▶ [Aim of the task]:
What lines of the data hold the string "SliceRangeRequest"? Copy them all.

═════ Supplied data ═════

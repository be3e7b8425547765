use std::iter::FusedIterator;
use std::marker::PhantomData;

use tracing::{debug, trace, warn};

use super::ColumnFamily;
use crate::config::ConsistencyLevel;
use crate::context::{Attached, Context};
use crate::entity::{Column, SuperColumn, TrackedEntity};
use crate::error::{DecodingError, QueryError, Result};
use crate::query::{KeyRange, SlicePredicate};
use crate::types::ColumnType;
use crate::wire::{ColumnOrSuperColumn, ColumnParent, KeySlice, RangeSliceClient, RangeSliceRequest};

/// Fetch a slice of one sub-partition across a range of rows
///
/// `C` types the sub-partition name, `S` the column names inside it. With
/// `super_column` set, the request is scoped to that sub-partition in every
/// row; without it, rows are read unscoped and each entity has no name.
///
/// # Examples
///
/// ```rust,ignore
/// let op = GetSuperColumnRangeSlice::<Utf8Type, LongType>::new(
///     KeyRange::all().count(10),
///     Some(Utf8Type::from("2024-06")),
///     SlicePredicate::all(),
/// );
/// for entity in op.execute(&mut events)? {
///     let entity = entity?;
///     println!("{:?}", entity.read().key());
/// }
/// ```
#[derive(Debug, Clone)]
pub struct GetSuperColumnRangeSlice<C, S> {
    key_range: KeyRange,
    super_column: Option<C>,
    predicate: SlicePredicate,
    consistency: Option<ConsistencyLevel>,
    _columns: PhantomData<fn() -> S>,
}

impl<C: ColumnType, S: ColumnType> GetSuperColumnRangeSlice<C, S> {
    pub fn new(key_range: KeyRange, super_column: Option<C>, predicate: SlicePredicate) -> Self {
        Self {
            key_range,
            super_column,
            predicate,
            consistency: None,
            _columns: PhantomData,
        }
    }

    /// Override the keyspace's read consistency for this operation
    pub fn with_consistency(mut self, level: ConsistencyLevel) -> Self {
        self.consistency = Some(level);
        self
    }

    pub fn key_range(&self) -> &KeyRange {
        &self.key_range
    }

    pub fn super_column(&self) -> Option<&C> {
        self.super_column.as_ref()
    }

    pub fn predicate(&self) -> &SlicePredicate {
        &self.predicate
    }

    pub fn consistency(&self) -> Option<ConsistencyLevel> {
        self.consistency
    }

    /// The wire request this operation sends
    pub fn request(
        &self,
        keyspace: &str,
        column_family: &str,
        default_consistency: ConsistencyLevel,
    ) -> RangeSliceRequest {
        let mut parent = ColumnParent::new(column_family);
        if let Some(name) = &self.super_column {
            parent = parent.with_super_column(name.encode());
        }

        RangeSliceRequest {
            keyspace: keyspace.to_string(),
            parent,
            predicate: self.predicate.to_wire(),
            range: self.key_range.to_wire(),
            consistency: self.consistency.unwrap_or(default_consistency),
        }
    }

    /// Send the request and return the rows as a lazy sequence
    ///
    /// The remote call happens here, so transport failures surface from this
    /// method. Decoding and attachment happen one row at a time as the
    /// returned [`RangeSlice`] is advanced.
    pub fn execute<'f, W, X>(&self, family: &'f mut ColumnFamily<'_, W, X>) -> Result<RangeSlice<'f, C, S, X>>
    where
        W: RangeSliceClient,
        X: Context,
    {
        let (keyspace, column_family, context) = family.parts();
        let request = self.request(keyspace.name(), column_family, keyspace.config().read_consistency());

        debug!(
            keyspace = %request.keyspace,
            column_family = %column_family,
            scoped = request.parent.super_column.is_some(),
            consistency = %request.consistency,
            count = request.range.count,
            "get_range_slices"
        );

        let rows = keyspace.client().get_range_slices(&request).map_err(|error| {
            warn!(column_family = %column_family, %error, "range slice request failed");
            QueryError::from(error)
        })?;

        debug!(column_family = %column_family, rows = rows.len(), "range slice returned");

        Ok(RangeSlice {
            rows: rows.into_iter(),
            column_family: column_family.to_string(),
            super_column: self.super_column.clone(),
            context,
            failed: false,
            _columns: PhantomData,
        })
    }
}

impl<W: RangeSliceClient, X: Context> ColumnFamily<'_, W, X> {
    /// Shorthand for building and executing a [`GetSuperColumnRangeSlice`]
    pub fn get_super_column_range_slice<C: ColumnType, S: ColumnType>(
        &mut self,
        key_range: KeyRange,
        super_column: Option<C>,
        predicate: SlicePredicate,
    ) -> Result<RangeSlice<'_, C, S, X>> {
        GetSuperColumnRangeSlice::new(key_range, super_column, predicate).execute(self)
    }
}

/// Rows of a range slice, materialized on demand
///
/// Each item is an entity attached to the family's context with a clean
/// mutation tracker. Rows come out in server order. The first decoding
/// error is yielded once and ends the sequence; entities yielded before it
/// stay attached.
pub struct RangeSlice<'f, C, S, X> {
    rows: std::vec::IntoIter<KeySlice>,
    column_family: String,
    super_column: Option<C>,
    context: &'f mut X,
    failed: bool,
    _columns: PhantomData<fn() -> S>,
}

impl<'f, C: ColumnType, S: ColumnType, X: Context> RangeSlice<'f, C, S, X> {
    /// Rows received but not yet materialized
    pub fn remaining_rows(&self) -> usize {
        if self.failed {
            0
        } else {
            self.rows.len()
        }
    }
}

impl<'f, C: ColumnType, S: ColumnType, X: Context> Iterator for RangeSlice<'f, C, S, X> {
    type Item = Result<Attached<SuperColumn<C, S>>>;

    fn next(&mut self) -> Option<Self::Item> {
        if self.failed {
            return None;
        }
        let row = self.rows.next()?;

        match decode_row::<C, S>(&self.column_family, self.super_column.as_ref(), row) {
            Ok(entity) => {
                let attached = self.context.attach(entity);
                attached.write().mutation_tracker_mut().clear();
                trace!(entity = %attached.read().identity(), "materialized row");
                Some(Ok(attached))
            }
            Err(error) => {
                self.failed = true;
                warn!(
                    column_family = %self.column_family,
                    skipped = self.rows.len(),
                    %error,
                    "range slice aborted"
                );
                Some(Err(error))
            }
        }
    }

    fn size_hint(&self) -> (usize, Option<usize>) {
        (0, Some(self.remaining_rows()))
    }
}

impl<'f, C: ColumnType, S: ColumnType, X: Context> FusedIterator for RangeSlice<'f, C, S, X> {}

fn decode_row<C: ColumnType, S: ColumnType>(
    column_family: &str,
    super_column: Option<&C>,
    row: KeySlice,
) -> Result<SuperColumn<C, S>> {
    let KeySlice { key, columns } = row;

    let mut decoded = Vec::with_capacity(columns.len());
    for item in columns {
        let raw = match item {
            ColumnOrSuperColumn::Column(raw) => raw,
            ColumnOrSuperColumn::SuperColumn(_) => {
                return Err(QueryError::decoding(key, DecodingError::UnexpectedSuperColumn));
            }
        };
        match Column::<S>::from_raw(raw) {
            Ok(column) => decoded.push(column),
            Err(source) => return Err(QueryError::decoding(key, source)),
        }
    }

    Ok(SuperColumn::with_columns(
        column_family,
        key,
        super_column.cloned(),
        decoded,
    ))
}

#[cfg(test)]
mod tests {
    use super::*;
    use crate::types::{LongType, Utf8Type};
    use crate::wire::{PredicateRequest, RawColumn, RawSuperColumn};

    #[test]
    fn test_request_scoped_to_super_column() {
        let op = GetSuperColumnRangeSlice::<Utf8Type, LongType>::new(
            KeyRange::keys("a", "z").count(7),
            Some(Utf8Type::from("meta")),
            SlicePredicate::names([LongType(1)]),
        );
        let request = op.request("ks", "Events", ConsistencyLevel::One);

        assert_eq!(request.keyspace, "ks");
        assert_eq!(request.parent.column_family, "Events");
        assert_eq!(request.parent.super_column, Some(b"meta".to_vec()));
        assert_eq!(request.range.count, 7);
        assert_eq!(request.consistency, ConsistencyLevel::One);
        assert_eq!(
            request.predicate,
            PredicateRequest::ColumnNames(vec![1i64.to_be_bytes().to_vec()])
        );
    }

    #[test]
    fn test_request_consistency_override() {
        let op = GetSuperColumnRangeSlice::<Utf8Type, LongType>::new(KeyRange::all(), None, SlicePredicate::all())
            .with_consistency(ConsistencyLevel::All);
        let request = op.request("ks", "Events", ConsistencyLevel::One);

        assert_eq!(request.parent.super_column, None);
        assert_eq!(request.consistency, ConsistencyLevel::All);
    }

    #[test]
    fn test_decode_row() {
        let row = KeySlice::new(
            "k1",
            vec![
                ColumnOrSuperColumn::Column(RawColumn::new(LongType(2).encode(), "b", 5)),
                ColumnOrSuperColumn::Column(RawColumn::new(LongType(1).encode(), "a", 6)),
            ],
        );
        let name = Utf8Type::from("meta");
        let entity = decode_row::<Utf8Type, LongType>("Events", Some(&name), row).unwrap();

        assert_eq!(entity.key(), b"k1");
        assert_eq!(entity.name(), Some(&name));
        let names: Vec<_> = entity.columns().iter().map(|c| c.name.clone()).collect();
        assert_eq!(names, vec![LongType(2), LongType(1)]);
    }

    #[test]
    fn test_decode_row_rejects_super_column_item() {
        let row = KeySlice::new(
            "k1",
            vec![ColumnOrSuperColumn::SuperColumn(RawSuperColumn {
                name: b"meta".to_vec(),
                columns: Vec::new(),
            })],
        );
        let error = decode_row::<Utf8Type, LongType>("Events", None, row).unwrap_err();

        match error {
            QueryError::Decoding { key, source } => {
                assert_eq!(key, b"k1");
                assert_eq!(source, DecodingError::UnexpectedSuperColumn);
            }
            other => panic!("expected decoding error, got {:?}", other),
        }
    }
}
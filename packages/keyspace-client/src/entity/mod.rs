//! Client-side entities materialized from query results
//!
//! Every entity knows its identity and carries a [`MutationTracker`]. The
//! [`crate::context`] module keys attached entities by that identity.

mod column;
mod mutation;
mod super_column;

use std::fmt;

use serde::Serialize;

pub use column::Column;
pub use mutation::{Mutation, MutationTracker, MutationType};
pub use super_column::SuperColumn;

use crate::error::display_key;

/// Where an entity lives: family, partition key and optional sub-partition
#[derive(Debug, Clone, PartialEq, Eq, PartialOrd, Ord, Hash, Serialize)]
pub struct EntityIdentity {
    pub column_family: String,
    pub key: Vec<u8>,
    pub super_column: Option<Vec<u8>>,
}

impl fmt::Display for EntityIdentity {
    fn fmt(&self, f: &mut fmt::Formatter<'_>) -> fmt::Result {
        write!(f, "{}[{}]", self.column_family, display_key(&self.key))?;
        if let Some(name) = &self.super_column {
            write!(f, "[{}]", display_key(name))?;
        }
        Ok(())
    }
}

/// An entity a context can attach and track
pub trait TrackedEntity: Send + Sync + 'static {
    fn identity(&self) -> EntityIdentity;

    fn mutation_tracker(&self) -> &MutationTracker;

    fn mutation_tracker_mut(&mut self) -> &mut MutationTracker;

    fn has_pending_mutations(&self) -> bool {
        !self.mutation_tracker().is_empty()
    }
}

═════
═════ Supplied data ═════

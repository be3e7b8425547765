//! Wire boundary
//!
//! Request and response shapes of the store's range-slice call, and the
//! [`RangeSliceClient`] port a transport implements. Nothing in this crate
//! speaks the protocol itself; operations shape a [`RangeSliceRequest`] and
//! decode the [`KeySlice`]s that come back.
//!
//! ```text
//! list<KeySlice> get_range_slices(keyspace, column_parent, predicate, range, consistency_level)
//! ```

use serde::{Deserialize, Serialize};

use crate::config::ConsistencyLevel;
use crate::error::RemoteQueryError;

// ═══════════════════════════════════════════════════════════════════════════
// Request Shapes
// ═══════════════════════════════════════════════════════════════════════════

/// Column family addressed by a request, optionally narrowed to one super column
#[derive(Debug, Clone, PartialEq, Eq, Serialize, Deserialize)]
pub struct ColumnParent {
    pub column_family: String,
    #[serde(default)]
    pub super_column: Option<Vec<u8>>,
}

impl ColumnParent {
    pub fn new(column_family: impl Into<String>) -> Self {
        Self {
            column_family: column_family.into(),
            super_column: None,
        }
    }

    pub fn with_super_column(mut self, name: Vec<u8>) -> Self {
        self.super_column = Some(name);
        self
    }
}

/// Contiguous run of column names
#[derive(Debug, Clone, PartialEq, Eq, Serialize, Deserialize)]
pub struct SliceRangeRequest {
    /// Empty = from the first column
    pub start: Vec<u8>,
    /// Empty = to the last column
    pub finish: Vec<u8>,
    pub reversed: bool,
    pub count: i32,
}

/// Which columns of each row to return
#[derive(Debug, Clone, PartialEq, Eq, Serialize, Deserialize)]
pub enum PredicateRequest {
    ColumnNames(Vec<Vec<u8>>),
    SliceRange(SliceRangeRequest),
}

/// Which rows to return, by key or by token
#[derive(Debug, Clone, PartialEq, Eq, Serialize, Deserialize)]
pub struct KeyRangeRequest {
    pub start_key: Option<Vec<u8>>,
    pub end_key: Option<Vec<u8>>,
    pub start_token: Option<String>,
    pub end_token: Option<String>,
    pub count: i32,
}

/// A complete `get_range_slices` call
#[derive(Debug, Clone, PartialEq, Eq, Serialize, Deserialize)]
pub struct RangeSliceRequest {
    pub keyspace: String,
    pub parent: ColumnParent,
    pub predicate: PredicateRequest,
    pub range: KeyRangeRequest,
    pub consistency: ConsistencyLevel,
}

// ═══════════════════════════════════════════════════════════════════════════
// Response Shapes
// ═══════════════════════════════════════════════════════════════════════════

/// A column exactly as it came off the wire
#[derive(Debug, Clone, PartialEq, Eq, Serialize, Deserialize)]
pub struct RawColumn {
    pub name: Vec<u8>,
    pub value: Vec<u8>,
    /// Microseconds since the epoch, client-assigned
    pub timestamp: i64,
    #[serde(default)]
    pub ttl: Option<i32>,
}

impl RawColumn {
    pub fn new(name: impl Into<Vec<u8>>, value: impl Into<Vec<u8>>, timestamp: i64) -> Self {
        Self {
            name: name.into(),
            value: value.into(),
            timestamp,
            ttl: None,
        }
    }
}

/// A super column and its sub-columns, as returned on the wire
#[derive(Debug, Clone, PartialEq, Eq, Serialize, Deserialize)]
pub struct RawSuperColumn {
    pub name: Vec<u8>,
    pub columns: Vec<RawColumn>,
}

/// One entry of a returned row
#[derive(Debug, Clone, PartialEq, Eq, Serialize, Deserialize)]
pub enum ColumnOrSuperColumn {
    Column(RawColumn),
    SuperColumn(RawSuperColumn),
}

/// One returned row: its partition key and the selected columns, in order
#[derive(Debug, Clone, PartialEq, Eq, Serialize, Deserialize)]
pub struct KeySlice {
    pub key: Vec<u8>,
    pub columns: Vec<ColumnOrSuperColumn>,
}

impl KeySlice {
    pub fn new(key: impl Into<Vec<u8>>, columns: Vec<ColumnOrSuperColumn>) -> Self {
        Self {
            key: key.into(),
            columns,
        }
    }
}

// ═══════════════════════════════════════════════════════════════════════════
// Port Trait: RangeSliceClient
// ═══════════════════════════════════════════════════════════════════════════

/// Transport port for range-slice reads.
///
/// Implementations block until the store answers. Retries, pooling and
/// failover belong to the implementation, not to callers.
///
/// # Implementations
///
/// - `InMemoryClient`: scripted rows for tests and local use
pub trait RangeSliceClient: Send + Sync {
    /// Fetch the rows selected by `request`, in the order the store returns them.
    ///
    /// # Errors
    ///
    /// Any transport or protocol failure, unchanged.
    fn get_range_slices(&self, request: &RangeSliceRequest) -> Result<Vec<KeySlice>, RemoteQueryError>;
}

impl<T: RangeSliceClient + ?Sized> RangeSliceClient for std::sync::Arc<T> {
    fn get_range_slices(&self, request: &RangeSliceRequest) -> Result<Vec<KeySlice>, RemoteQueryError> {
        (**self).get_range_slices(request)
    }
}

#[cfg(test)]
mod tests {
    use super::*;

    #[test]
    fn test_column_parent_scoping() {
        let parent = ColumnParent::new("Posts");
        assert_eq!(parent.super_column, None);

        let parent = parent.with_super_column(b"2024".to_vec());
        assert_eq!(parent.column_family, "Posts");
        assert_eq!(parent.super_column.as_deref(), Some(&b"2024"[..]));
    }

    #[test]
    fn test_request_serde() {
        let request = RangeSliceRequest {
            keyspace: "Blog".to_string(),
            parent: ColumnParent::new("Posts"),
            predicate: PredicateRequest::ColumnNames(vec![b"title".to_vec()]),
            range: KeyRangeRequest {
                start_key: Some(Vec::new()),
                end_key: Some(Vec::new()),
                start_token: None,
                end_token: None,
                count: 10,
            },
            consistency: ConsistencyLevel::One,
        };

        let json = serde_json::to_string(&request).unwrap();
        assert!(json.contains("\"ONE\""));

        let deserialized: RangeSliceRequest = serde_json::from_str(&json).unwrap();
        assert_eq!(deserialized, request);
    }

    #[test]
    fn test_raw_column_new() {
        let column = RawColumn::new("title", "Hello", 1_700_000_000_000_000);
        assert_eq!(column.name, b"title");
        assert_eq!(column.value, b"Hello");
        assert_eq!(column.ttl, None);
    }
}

═════

▶ [Exercise response]:
pub struct SliceRangeRequest {
    SliceRange(SliceRangeRequest),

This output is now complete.